When The Flesh Eating Bug Strikes

By Vanessa Papas: Not all bugs are created equally – especially not a flesh eating bug. In fact, countless people across the globe have lost their lives to a frightening bacteria known as Necrotizing fasciitis – that spreads quickly through the tissue surrounding muscles. Just recently a 12-year-old American boy narrowly escaped with his life after he contracted the bacteria and his body went into shock and organ failure. The little boy, known as Mason, had to undergo four surgeries to drain fluids from his body, and cut infected tissue out of his leg. He was fitted with a feeding tube and was still in hospital at the time of going to press.

“I just thought it was the flu, I mean, all the kids get the flu,” said Mason’s aunty, Paula Nealey. “I didn’t think anything honestly.”
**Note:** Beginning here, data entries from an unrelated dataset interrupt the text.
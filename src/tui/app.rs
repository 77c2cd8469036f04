//! Application state and logic.

use rand::Rng;
use tracing::{debug, info};

use crate::config::GameConfig;
use crate::puzzle::Game;

/// Main application state.
pub struct App {
    game: Game,
    status_message: String,
    won: bool,
}

impl App {
    /// Creates a new application with a solved, unscrambled board.
    pub fn new(config: GameConfig) -> Self {
        Self {
            game: Game::new(config),
            status_message: "Scrambling...".to_string(),
            won: false,
        }
    }

    /// Gets the current game.
    pub fn game(&self) -> &Game {
        &self.game
    }

    /// Gets mutable access to the game for pointer event forwarding.
    pub fn game_mut(&mut self) -> &mut Game {
        &mut self.game
    }

    /// Gets the current status message.
    pub fn status_message(&self) -> &str {
        &self.status_message
    }

    /// True once the win detector has fired for the current board.
    pub fn is_won(&self) -> bool {
        self.won
    }

    /// Scrambles the board at startup.
    pub fn scramble<R: Rng + ?Sized>(&mut self, rng: &mut R) {
        let steps = self.game.scramble(rng);
        debug!(steps, "initial scramble");
        self.won = false;
        self.status_message = format!(
            "Scrambled with {} permutations. Drag a tile next to the gap; 'r' restarts, 'q' quits.",
            steps
        );
    }

    /// Restarts with a freshly scrambled board.
    pub fn restart<R: Rng + ?Sized>(&mut self, rng: &mut R) {
        let steps = self.game.restart(rng);
        self.won = false;
        self.status_message = format!(
            "New puzzle: {} permutations. Drag a tile next to the gap; 'r' restarts, 'q' quits.",
            steps
        );
    }

    /// Polls the win detector; called once per frame.
    pub fn refresh(&mut self) {
        let won = self.game.is_won();
        if won && !self.won {
            info!(moves = self.game.moves(), "puzzle solved");
            self.status_message = format!(
                "Winner! Solved in {} moves. Press 'r' for a new puzzle or 'q' to quit.",
                self.game.moves()
            );
        }
        self.won = won;
    }
}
Another two cases of the mysterious flesh-eating bacteria have also been diagnosed. An Australian father is lucky to be alive after he picked up the deadly flesh-eating bacteria after scratching his leg at a swimming pool in Fiji, while a 17-year-old teenager who visited Ecuador caught the bug while holidaying, and was left with a huge gaping hole in the back of his hand.

“The mechanism of transmission of this organism is not clear, despite extensive research, but may be related to contact with soil or water or insects,” Tropical Public Health Services Cairns director Dr Richard Gair said. “While research is ongoing into how the infection is transmitted, people are advised to avoid contact with soil or water where possible and to avoid mosquito bites by covering the body with clothing and using insect repellent.”

Gair continues to say that the disease is closely related to tuberculosis and leprosy, and is treated with antibiotics and surgery where necessary. Without a clear indication of how it spreads, authorities have not been able to eradicate it. What researchers do know is that under a microscope, it looks almost like a computer mouse – a curved rod with a squiggly tail protruding from one end.

It thrives in warm, brackish waters, where it incubates and multiplies. It can enter through an open wound, as it did with Mason, or through the consumption of raw or undercooked shellfish. While it works its way through the body, it can evade the immune system and offer few clues to its presence, other than perhaps a few benign-looking symptoms such as redness and swelling on the skin.